◆ EXERCISE OBJECTIVE
Scan the records beneath this line for the line holding "Session key parsing." and the line holding "the recipient is", then transcribe exactly those two and all lines between.

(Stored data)
##############################
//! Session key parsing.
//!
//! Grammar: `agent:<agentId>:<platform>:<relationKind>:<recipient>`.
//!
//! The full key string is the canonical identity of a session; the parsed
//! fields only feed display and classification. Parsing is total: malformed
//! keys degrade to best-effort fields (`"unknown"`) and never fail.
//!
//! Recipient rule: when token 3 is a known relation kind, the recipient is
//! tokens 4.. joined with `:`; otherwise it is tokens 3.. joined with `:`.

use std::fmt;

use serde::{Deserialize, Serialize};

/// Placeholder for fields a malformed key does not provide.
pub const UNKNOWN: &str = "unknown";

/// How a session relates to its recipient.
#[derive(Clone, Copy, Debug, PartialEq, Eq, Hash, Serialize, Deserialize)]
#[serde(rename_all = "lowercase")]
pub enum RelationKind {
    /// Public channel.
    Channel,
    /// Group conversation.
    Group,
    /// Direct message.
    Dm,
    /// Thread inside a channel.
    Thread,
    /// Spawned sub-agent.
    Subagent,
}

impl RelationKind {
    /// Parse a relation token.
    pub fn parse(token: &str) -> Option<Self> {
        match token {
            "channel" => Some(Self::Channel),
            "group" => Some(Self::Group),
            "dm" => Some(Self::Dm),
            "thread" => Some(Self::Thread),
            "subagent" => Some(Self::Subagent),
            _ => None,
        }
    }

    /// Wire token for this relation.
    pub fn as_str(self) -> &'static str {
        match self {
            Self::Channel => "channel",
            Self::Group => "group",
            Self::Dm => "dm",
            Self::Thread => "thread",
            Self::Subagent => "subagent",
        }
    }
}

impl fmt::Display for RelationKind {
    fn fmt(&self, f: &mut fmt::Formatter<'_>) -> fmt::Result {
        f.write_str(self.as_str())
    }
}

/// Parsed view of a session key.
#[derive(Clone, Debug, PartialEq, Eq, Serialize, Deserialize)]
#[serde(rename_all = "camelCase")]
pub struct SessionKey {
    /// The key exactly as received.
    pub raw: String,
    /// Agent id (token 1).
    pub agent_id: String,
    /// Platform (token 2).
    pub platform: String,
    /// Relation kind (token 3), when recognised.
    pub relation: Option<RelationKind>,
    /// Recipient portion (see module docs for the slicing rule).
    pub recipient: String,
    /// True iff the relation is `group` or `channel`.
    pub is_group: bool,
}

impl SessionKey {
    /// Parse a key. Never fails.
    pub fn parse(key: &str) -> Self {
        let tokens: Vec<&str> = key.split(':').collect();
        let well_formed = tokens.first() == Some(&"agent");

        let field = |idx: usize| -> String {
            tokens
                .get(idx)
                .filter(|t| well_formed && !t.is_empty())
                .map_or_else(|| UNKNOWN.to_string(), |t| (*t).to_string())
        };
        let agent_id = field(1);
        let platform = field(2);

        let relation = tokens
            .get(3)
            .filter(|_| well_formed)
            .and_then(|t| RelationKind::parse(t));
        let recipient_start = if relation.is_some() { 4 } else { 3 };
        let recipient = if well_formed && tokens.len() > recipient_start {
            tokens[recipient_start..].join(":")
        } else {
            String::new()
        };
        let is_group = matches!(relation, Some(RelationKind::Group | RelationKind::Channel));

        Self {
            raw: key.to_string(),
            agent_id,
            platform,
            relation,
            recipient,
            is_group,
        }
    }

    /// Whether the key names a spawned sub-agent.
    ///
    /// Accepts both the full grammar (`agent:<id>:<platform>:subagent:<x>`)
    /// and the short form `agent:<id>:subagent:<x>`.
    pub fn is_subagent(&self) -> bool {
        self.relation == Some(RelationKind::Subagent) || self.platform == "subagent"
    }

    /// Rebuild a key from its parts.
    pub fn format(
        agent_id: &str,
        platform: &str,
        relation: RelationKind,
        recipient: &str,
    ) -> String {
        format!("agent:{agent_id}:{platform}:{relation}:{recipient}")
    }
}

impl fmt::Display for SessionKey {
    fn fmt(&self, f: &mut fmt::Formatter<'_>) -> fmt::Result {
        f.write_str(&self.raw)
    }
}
##############################
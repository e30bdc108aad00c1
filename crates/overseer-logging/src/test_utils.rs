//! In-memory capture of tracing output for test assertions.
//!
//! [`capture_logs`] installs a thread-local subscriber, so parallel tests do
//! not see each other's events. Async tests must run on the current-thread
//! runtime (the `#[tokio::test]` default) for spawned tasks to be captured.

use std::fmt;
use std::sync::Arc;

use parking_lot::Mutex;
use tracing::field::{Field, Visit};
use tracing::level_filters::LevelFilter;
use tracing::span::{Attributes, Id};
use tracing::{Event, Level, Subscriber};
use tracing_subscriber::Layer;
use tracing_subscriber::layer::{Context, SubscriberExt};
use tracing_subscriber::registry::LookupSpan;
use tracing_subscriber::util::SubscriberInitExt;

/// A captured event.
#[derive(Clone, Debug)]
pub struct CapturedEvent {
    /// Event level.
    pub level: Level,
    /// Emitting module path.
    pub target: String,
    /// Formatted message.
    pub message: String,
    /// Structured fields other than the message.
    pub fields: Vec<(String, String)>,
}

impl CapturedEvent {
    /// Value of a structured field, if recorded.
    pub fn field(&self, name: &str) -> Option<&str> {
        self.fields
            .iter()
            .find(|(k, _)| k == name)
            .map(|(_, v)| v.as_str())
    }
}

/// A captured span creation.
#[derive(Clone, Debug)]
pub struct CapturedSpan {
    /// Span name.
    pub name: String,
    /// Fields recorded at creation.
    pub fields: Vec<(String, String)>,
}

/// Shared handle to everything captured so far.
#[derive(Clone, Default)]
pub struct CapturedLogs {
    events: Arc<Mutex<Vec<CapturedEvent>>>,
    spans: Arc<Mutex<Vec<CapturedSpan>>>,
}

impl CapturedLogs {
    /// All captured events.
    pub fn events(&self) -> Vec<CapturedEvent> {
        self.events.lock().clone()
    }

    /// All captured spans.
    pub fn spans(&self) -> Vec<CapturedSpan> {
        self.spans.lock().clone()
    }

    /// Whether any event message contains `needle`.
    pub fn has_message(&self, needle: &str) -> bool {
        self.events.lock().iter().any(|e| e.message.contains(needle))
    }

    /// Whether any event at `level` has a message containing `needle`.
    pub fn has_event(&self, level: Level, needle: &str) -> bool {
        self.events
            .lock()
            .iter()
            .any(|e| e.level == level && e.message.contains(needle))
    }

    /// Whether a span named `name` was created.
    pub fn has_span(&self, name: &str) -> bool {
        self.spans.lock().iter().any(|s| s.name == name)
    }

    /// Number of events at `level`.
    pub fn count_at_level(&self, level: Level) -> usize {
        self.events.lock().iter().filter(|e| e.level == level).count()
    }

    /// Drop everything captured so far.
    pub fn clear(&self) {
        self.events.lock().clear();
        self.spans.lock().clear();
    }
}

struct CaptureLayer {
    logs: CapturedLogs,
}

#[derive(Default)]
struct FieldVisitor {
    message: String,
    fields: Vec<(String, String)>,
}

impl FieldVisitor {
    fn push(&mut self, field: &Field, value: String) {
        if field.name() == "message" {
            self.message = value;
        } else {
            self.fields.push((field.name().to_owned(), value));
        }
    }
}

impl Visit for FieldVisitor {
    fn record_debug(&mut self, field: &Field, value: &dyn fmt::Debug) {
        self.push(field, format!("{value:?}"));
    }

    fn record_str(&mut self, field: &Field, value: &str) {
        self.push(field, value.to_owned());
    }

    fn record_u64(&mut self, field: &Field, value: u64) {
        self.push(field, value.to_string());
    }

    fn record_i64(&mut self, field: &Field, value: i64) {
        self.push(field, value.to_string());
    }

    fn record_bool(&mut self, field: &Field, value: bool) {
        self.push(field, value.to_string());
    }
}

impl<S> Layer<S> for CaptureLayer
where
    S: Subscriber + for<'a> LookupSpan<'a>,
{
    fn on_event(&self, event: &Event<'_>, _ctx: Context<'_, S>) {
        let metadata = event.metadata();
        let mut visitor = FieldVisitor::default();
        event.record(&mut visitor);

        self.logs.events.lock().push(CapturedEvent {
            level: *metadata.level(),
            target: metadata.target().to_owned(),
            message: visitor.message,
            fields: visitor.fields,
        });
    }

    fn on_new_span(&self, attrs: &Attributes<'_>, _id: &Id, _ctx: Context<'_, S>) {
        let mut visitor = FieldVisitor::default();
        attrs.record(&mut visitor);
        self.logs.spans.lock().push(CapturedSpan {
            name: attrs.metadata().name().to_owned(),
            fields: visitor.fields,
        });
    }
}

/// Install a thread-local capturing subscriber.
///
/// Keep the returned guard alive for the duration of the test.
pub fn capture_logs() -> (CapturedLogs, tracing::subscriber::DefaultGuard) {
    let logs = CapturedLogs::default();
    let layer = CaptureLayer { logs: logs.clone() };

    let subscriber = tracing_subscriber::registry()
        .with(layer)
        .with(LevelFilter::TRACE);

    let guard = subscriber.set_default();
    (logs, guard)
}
##############################
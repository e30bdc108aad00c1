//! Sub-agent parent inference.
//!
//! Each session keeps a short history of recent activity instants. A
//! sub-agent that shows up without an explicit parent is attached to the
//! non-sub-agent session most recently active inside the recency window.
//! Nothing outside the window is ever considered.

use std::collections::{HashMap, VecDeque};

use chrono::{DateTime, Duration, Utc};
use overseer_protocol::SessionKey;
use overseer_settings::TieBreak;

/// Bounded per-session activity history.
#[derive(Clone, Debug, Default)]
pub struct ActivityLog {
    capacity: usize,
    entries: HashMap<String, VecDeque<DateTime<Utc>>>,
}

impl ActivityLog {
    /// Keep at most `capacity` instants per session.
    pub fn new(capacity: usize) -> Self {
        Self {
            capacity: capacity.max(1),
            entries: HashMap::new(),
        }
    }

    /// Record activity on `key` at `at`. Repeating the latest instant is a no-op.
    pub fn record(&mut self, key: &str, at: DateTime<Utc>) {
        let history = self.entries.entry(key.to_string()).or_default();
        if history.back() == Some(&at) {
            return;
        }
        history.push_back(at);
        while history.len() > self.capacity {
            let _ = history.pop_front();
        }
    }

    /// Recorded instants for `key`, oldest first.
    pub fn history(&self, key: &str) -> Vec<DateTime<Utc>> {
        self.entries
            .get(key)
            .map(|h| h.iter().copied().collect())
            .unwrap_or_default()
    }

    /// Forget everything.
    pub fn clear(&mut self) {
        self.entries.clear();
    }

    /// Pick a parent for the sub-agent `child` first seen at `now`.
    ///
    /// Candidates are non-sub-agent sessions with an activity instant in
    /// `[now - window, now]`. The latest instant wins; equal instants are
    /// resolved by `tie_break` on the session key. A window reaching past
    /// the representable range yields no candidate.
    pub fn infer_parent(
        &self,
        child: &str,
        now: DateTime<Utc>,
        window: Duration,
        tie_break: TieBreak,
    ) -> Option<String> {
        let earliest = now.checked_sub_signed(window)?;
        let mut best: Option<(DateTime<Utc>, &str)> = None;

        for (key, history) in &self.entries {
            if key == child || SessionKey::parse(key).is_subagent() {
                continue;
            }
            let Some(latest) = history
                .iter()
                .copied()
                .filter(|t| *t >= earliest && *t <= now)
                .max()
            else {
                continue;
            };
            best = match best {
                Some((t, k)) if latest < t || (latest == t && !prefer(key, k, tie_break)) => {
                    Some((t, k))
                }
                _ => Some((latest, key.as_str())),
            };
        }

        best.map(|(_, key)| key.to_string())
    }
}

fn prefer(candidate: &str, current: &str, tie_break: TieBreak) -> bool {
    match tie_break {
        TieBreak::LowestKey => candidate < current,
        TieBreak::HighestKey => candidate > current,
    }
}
##############################
◆ SOLVED EXERCISE
//! Session key parsing.
//!
//! Grammar: `agent:<agentId>:<platform>:<relationKind>:<recipient>`.
//!
//! The full key string is the canonical identity of a session; the parsed
//! fields only feed display and classification. Parsing is total: malformed
//! keys degrade to best-effort fields (`"unknown"`) and never fail.
//!
//! Recipient rule: when token 3 is a known relation kind, the recipient is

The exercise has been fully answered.